- [RECORDS FOR PROCESSING]

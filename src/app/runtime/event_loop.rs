use std::time::Instant;

use ratatui::Terminal;
use ratatui::backend::CrosstermBackend;
use tokio::select;

use crate::state::AppState;
use crate::ui::ui;

use super::channels::Channels;
use super::handlers::{handle_comments_result, handle_post_outcome, handle_tick};

/// What: Process one message from whichever channel is ready first.
///
/// Inputs:
/// - `app`: Application state
/// - `channels`: Communication channels for background workers
///
/// Output: `true` if the event loop should exit, `false` to continue
///
/// Details:
/// - This is the only place `AppState` is mutated; every handler runs to
///   completion before the next message is taken.
async fn process_channel_messages(app: &mut AppState, channels: &mut Channels) -> bool {
    select! {
        Some(ev) = channels.event_rx.recv() => {
            crate::events::handle_event(&ev, app, &channels.posts_req_tx, &channels.comments_req_tx)
        }
        Some(outcome) = channels.posts_res_rx.recv() => {
            handle_post_outcome(app, outcome);
            false
        }
        Some((ticket, result)) = channels.comments_res_rx.recv() => {
            let _ = handle_comments_result(app, ticket, result);
            false
        }
        Some(()) = channels.tick_rx.recv() => {
            handle_tick(app, Instant::now());
            false
        }
        else => true
    }
}

/// What: Run the main event loop, rendering between messages.
///
/// Inputs:
/// - `terminal`: Terminal for rendering (`None` in headless mode)
/// - `app`: Application state
/// - `channels`: Communication channels for background workers
///
/// Output: None (runs until exit condition is met)
///
/// Details:
/// - Without a terminal the loop stops as soon as the initial load has been
///   applied.
pub async fn run_event_loop(
    terminal: &mut Option<Terminal<CrosstermBackend<std::io::Stdout>>>,
    app: &mut AppState,
    channels: &mut Channels,
) {
    loop {
        if let Some(t) = terminal.as_mut()
            && let Err(e) = t.draw(|f| ui(f, app))
        {
            tracing::warn!(error = %e, "draw failed");
        }
        if process_channel_messages(app, channels).await {
            break;
        }
        if terminal.is_none() && !app.loading_posts {
            tracing::info!(posts = app.store.len(), "headless run finished");
            break;
        }
    }
}
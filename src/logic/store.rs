//! Authoritative in-memory post collection.
//!
//! The store only changes in response to confirmed server results; every
//! method here is the local half of a completed remote call.

use std::collections::HashSet;

use crate::state::Post;

/// Ordered post collection, most recently created first.
///
/// Invariant: no two elements share an `id` once any method returns.
#[derive(Debug, Clone, Default, PartialEq, Eq)]
pub struct PostStore {
    /// Posts in display order.
    posts: Vec<Post>,
}

impl PostStore {
    /// What: Build a store from an initial list, collapsing duplicate ids.
    ///
    /// Inputs:
    /// - `posts`: Posts in server order.
    ///
    /// Output:
    /// - Store holding the first occurrence of each id.
    #[must_use]
    pub fn from_posts(posts: Vec<Post>) -> Self {
        let mut store = Self::default();
        store.replace_all(posts);
        store
    }

    /// What: Replace the whole collection with a freshly loaded list.
    ///
    /// Inputs:
    /// - `posts`: Posts as returned by `GET /posts`.
    ///
    /// Output:
    /// - None; the previous contents are discarded.
    ///
    /// Details:
    /// - The first occurrence of a repeated id wins so the id invariant holds
    ///   even if the service misbehaves.
    pub fn replace_all(&mut self, posts: Vec<Post>) {
        let mut seen: HashSet<u64> = HashSet::with_capacity(posts.len());
        let before = posts.len();
        self.posts = posts.into_iter().filter(|p| seen.insert(p.id)).collect();
        if self.posts.len() != before {
            tracing::warn!(
                dropped = before - self.posts.len(),
                "collapsed duplicate post ids in loaded list"
            );
        }
    }

    /// Drop every post.
    pub fn clear(&mut self) {
        self.posts.clear();
    }

    /// What: Insert a newly created post at the front.
    ///
    /// Inputs:
    /// - `post`: Post as returned by `POST /posts`.
    ///
    /// Output:
    /// - None.
    ///
    /// Details:
    /// - An existing element with the same id is removed first. Some services
    ///   hand out the same id for every create, so this is what keeps ids
    ///   unique.
    pub fn prepend(&mut self, post: Post) {
        if let Some(existing) = self.remove(post.id) {
            tracing::debug!(id = existing.id, "replacing post with reused id on create");
        }
        self.posts.insert(0, post);
    }

    /// What: Swap in the server's version of an edited post.
    ///
    /// Inputs:
    /// - `post`: Full post returned by `PATCH /posts/{id}`.
    ///
    /// Output:
    /// - `true` when an element with `post.id` was replaced; `false` when no
    ///   such element exists (nothing changes).
    pub fn replace(&mut self, post: Post) -> bool {
        match self.posts.iter_mut().find(|p| p.id == post.id) {
            Some(slot) => {
                *slot = post;
                true
            }
            None => false,
        }
    }

    /// Remove the post with `id`, preserving the order of the rest.
    pub fn remove(&mut self, id: u64) -> Option<Post> {
        let idx = self.position(id)?;
        Some(self.posts.remove(idx))
    }

    /// Index of the post with `id`.
    #[must_use]
    pub fn position(&self, id: u64) -> Option<usize> {
        self.posts.iter().position(|p| p.id == id)
    }

    /// The post with `id`.
    #[must_use]
    pub fn get(&self, id: u64) -> Option<&Post> {
        self.posts.iter().find(|p| p.id == id)
    }

    /// All posts in display order.
    #[must_use]
    pub fn posts(&self) -> &[Post] {
        &self.posts
    }

    /// Number of posts.
    #[must_use]
    pub fn len(&self) -> usize {
        self.posts.len()
    }

    /// Whether the store holds no posts.
    #[must_use]
    pub fn is_empty(&self) -> bool {
        self.posts.is_empty()
    }
}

- [WHAT IS NEEDED]
Send back exactly, with nothing added, the lines from the first line of the material above through the line holding "use super::channels::Channels;"; both ends are included.

- [RESPONSE TO THIS EXERCISE]
filename src/app/runtime/event_loop.rs
use std::time::Instant;

use ratatui::Terminal;
use ratatui::backend::CrosstermBackend;
use tokio::select;

use crate::state::AppState;
use crate::ui::ui;

use super::channels::Channels;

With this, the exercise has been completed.